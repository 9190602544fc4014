//! Microphone streaming client.
//!
//! Captures fixed-size blocks from the input device, forwards each one as a
//! binary WebSocket message, and renders every result the server sends as a
//! single continuously-overwritten status line. The send and receive loops
//! are linked: when either ends (server close, transport error), the session
//! is over and the client exits cleanly.

use crate::audio::MicrophoneCapture;
use crate::config::Config;
use crate::defaults;
use crate::error::{Result, StreamscribeError};
use crate::protocol::{self, TranscriptUpdate};
use crate::streaming::{run_linked, FirstDone};
use futures_util::stream::{SplitSink, SplitStream};
use futures_util::{SinkExt, StreamExt};
use std::io::Write;
use tokio::net::TcpStream;
use tokio::sync::mpsc;
use tokio_tungstenite::tungstenite::Message;
use tokio_tungstenite::{connect_async, MaybeTlsStream, WebSocketStream};
use tracing::debug;

type WsStream = WebSocketStream<MaybeTlsStream<TcpStream>>;

/// Fixed display width so shorter lines fully overwrite longer ones.
const STATUS_WIDTH: usize = 150;

/// Connect, stream the microphone, and display results until the session
/// ends or Ctrl-C is pressed.
///
/// The chunk queue between the capture callback and the send loop is
/// unbounded: nothing is ever dropped, but a stalled connection grows
/// memory without limit.
pub async fn run(url: &str, config: &Config) -> Result<()> {
    eprintln!("Connecting to {}...", url);
    let (ws, _response) =
        connect_async(url)
            .await
            .map_err(|e| StreamscribeError::Connection {
                message: format!("{}: {}", url, e),
            })?;
    eprintln!("Connected! Speak into your microphone...");

    let chunk_samples = defaults::chunk_samples(config.audio.sample_rate, config.audio.chunk_ms);
    let capture = MicrophoneCapture::new(
        config.audio.device.as_deref(),
        config.audio.sample_rate,
        chunk_samples,
    )?;

    let (tx, rx) = mpsc::unbounded_channel();
    // The cpal stream is !Send and must stay alive while we stream; it lives
    // on this task until the session ends.
    let _stream = capture.start(tx)?;

    let session = run_session(ws, rx);
    tokio::pin!(session);

    tokio::select! {
        first = &mut session => {
            // Whichever loop ended, the session is over; the notice must not
            // depend on the receive loop getting there first.
            debug!(?first, "session ended");
            println!("\nConnection closed by server.");
        }
        _ = tokio::signal::ctrl_c() => {
            println!("\nStopped.");
        }
    }

    Ok(())
}

/// Drive one session over an established connection: forward chunks from
/// `rx`, display results, and resolve when either loop ends.
async fn run_session(ws: WsStream, rx: mpsc::UnboundedReceiver<Vec<f32>>) -> FirstDone {
    let (sink, stream) = ws.split();
    let send_task = tokio::spawn(send_audio(rx, sink));
    let recv_task = tokio::spawn(receive_results(stream));
    run_linked(send_task, recv_task).await
}

/// Forward captured chunks to the server in arrival order.
async fn send_audio(
    mut rx: mpsc::UnboundedReceiver<Vec<f32>>,
    mut sink: SplitSink<WsStream, Message>,
) {
    while let Some(chunk) = rx.recv().await {
        let frame = Message::Binary(protocol::encode_chunk(&chunk));
        if sink.send(frame).await.is_err() {
            // Transport closed: terminal, not an error
            return;
        }
    }
}

/// Display each result as it arrives; stop on close or transport error.
async fn receive_results(mut stream: SplitStream<WsStream>) {
    while let Some(message) = stream.next().await {
        match message {
            Ok(Message::Text(text)) => {
                print!("\r{:<width$}", format_status_line(&text), width = STATUS_WIDTH);
                let _ = std::io::stdout().flush();
            }
            Ok(Message::Close(_)) | Err(_) => break,
            Ok(_) => {}
        }
    }
}

/// Render one received message for the status line.
///
/// A message that parses as a result shows latency and transcript; anything
/// else is displayed as raw text rather than discarded.
fn format_status_line(raw: &str) -> String {
    match TranscriptUpdate::from_json(raw) {
        Ok(update) => format!("[{:.0}ms] Transcript: {}", update.latency, update.text),
        Err(_) => format!("Transcript: {}", raw),
    }
}
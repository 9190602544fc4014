//! Placeholder engine for running the server without a model.
//!
//! Reports what it was given instead of transcribing, which makes end-to-end
//! wiring observable: the client sees window occupancy and latency numbers
//! change as audio flows.

use crate::error::Result;
use crate::stt::transcriber::{Mode, Transcriber};
use std::sync::atomic::{AtomicU64, Ordering};

/// Engine stand-in that describes the window instead of transcribing it.
pub struct NullTranscriber {
    calls: AtomicU64,
}

impl NullTranscriber {
    pub fn new() -> Self {
        Self {
            calls: AtomicU64::new(0),
        }
    }

    /// Number of transcribe calls made so far.
    pub fn call_count(&self) -> u64 {
        self.calls.load(Ordering::Relaxed)
    }
}

impl Default for NullTranscriber {
    fn default() -> Self {
        Self::new()
    }
}

impl Transcriber for NullTranscriber {
    fn transcribe(&self, window: &[f32], mode: Mode) -> Result<String> {
        let call = self.calls.fetch_add(1, Ordering::Relaxed) + 1;
        let live = window.iter().filter(|s| **s != 0.0).count();
        Ok(format!(
            "[null/{mode}] tick {call}: {live}/{} live samples",
            window.len()
        ))
    }

    fn model_name(&self) -> &str {
        "null"
    }

    fn is_ready(&self) -> bool {
        true
    }
}
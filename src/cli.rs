//! Command-line interface for streamscribe
//!
//! Provides argument parsing using clap derive macros.

use clap::{Parser, Subcommand};
use std::path::PathBuf;

/// Live microphone transcription over WebSocket
#[derive(Parser, Debug)]
#[command(name = "streamscribe", version, about = "Live microphone transcription over WebSocket")]
pub struct Cli {
    /// Subcommand to execute
    #[command(subcommand)]
    pub command: Commands,

    /// Path to configuration file
    #[arg(long, global = true, value_name = "PATH")]
    pub config: Option<PathBuf>,
}

/// Available commands
#[derive(Subcommand, Debug)]
pub enum Commands {
    /// Run the transcription server
    Serve {
        /// Address to listen on (host:port)
        #[arg(long, value_name = "ADDR")]
        bind: Option<String>,

        /// Inference tick period in milliseconds
        #[arg(long, value_name = "MS")]
        tick: Option<u64>,

        /// Rolling window duration in seconds
        #[arg(long, value_name = "SECONDS")]
        window: Option<u32>,
    },

    /// Stream the microphone to a server and display results
    Stream {
        /// WebSocket URL to connect to
        #[arg(long, value_name = "URL")]
        url: Option<String>,

        /// Audio input device name (see `devices`)
        #[arg(long, value_name = "DEVICE")]
        device: Option<String>,

        /// Engine performance mode (standard | optimized)
        #[arg(long, value_name = "MODE")]
        mode: Option<String>,
    },

    /// List available audio input devices
    Devices,
}
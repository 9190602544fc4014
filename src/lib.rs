//! streamscribe - live microphone transcription over WebSocket
//!
//! Streams raw audio from a capture client to a server that keeps a rolling
//! window of the trailing audio, transcribes it on a fixed cadence, and
//! streams results back with latency metadata.

#![warn(clippy::unwrap_used)]
#![warn(clippy::expect_used)]
#![warn(clippy::let_underscore_must_use)]

pub mod audio;
pub mod cli;
pub mod client;
pub mod config;
pub mod defaults;
pub mod error;
pub mod protocol;
pub mod server;
pub mod streaming;
pub mod stt;

// Core traits and types
pub use stt::{MockTranscriber, Mode, NullTranscriber, Transcriber};

// Streaming pipeline
pub use streaming::{run_linked, FirstDone, InferenceScheduler, WindowBuffer};

// Protocol
pub use protocol::{decode_chunk, encode_chunk, TranscriptUpdate};

// Error handling
pub use error::{Result, StreamscribeError};

// Config
pub use config::Config;
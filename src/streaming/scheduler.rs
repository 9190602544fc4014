//! Fixed-cadence inference scheduling for one session.
//!
//! Each tick sleeps for the period, snapshots the current window, and runs
//! the engine on the blocking thread pool so inference latency never stalls
//! the async loop that is also ingesting audio. Ticks are not re-entrant:
//! the next sleep begins only after the previous engine call returns, so the
//! effective cadence degrades to `period + latency` under slow inference
//! rather than overlapping or skipping.

use crate::error::{Result, StreamscribeError};
use crate::protocol::TranscriptUpdate;
use crate::streaming::window::WindowBuffer;
use crate::stt::{Mode, Transcriber};
use std::sync::Arc;
use std::time::{Duration, Instant};
use tokio::sync::Mutex;

/// Drives the tick loop for one session.
pub struct InferenceScheduler {
    engine: Arc<dyn Transcriber>,
    buffer: Arc<Mutex<WindowBuffer>>,
    mode: Mode,
    period: Duration,
}

impl InferenceScheduler {
    pub fn new(
        engine: Arc<dyn Transcriber>,
        buffer: Arc<Mutex<WindowBuffer>>,
        mode: Mode,
        period: Duration,
    ) -> Self {
        Self {
            engine,
            buffer,
            mode,
            period,
        }
    }

    /// Run one tick: sleep, snapshot, transcribe, measure.
    ///
    /// The window snapshot is taken after the sleep, so a tick always sees
    /// "whatever is in the window at tick time" — an all-zero window on a
    /// silent session is still transcribed.
    ///
    /// Engine faults and inference panics surface as errors; per session
    /// policy they are fatal to the production task.
    pub async fn tick(&self) -> Result<TranscriptUpdate> {
        tokio::time::sleep(self.period).await;

        let window = self.buffer.lock().await.window();
        let engine = Arc::clone(&self.engine);
        let mode = self.mode;

        let start = Instant::now();
        let text = tokio::task::spawn_blocking(move || engine.transcribe(&window, mode))
            .await
            .map_err(|e| StreamscribeError::Transcription {
                message: format!("inference task panicked: {}", e),
            })??;
        let latency = start.elapsed().as_secs_f64() * 1000.0;

        Ok(TranscriptUpdate { text, latency })
    }

    /// Tick period this scheduler was configured with.
    pub fn period(&self) -> Duration {
        self.period
    }
}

====================

GOAL OF THE EXERCISE
Please, from the entries above, set down exactly the lines from the one containing "use crate::error::Result;" through the one containing "to configuration file", and only those.

EXERCISE RESPONSE
use crate::error::Result;
use crate::stt::transcriber::{Mode, Transcriber};
use std::sync::atomic::{AtomicU64, Ordering};

/// Engine stand-in that describes the window instead of transcribing it.
pub struct NullTranscriber {
    calls: AtomicU64,
}

impl NullTranscriber {
    pub fn new() -> Self {
        Self {
            calls: AtomicU64::new(0),
        }
    }

    /// Number of transcribe calls made so far.
    pub fn call_count(&self) -> u64 {
        self.calls.load(Ordering::Relaxed)
    }
}

impl Default for NullTranscriber {
    fn default() -> Self {
        Self::new()
    }
}

impl Transcriber for NullTranscriber {
    fn transcribe(&self, window: &[f32], mode: Mode) -> Result<String> {
        let call = self.calls.fetch_add(1, Ordering::Relaxed) + 1;
        let live = window.iter().filter(|s| **s != 0.0).count();
        Ok(format!(
            "[null/{mode}] tick {call}: {live}/{} live samples",
            window.len()
        ))
    }

    fn model_name(&self) -> &str {
        "null"
    }

    fn is_ready(&self) -> bool {
        true
    }
}
filename src/cli.rs
//! Command-line interface for streamscribe
//!
//! Provides argument parsing using clap derive macros.

use clap::{Parser, Subcommand};
use std::path::PathBuf;

/// Live microphone transcription over WebSocket
#[derive(Parser, Debug)]
#[command(name = "streamscribe", version, about = "Live microphone transcription over WebSocket")]
pub struct Cli {
    /// Subcommand to execute
    #[command(subcommand)]
    pub command: Commands,

    /// Path to configuration file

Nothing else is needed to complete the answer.